Les "influenceurs" (je n'aime pas trop ce terme) ne sont que la continuité de ce phénomène et sont portés par une nouvelle technologie qui aplanit la chaîne de valeur, ce ne sont plus les chaînes de TV, les maisons de disques, les producteurs qui décident seuls des profils qui développeront une audience.

Aujourd'hui les audiences des créateurs de contenus et la fréquentation de leurs événements en public en font un phénomène mainstream. C'est une nouvelle forme de divertissement. Une campagne média ou un événement comme la Paris Games Week ne s'envisagent plus de la même façon qu'il y a quelques années, et les annonceurs ont de nouveaux supports puissants pour toucher le public.
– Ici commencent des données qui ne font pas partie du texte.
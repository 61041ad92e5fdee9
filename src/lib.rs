//! slimify - find GitHub Actions jobs that can move to the `ubuntu-slim` runner
//!
//! `ubuntu-slim` is a lighter hosted runner without Docker. A job currently on
//! `ubuntu-latest` can switch when it uses no container tooling (commands,
//! actions, services or a job container) and its last run stayed under 15
//! minutes.
//!
//! # Example Usage
//!
//! ```no_run
//! use slimify::{CompatibilityTable, Scanner};
//!
//! # async fn run() -> Result<(), Box<dyn std::error::Error>> {
//! let report = Scanner::new(".", ".github/workflows")
//!     .with_table(CompatibilityTable::default())
//!     .scan(None)
//!     .await?;
//!
//! for job in &report.candidates {
//!     println!("{}:{} {}", job.job.workflow_path.display(), job.job.line, job.job.job_name);
//! }
//! # Ok(())
//! # }
//! ```
//!
//! # Project Structure
//!
//! - [`workflow`]: workflow model and YAML decoding
//! - [`eligibility`]: per-job migration verdicts
//! - [`commands`]: shell command extraction and the slim-runner compatibility table
//! - [`scan`]: workflow discovery and repository-wide scans
//! - [`github`]: last-run durations from the GitHub Actions API
//! - [`fix`]: in-place `runs-on` rewrites

pub mod cli;
pub mod commands;
pub mod config;
pub mod eligibility;
pub mod fix;
pub mod github;
pub mod scan;
pub mod util;
pub mod workflow;

pub use commands::{extract_missing_commands, CommandCatalog, CompatibilityTable};
pub use config::{ConfigError, SlimifyConfig};
pub use eligibility::{evaluate, Classification, Criterion, Verdict};
pub use fix::{apply_fix, fix_candidates, FixError, FixOutcome};
pub use github::{GitHubClient, GitHubError, Repository, RunHistory};
pub use scan::{JobReport, ScanReport, Scanner};
pub use util::{init_logging, LoggingConfig};
pub use workflow::{Job, JobRef, RunnerSpec, Step, Workflow, WorkflowError};

/// Library version
pub const VERSION: &str = env!("CARGO_PKG_VERSION");

/// Library name
pub const NAME: &str = env!("CARGO_PKG_NAME");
Une marque comme AirUp par exemple atteint une belle notoriété chez les jeunes par des moyens nouveaux et en un temps record. ça c'est nouveau.

J'ai adoré travailler avec Inoxtag sur notre communication sur la modération numérique la semaine avant la sortie de Kaizen. Orange sensibilise sur le temps d'écran dans le cadre de notre raison d'être car nous avons la responsabilité de porter ce discours du bon usage des écrans. Je connaissais Inoxtag depuis un an ou deux et nous cherchions le bon moment pour travailler ensemble. Le bon moment est venu lorsqu'il m'a lui-même parlé de ses expériences de déconnexion lors de ses entraînements en montagne pour préparer l'ascension de l'Everest, et de son envie de partager ce message à sa communauté. Nous étions donc dans une authenticité et une sincérité parfaites, ainsi qu'un excellent timing puisque sa prise de parole proposait les seules images de Kaizen disponibles entre l'annonce et la diffusion du documentaire.

Inoxtag a écrit lui-même le texte du message sur la déconnexion, choisi et monté les images, et l'a porté sur ses réseaux sociaux pour des résultats organiques impressionnants. Voir un opérateur télécom / FAI communiquer avec un YouTuber sur la modération numérique n'a pas manqué de surprendre mais c'est justement la pertinence du sujet qui valide le point. Nous sommes les mieux placés pour en parler. C'était un projet très simple, en direct entre lui et nous, et un de nos plus grands succès.

Tu préfères activer des créateurs stars, des micro-influenceurs ou des experts très ciblés ? Et pourquoi ?

Je pense qu'il faut faire les deux si l'on peut s'en donner les moyens. C'est aussi une question de budgets, nous sommes une marque avec de nombreuses offres à promouvoir, nous ne pouvons pas toujours activer les plus gros leviers, parfois il vaut mieux panacher les actions. Chaque créateur a sa façon de travailler, parfois (souvent) il passe par des intermédiaires, ce que je peux comprendre, mais ça peut-être une source d'incompréhension, d'approximation, de malentendu, ou tout simplement réduire ce qu'il peut proposer aux annonceurs à des dispositifs standardisés, et dégrader le potentiel de l'association. Il faut donc s'adapter à ce terrain.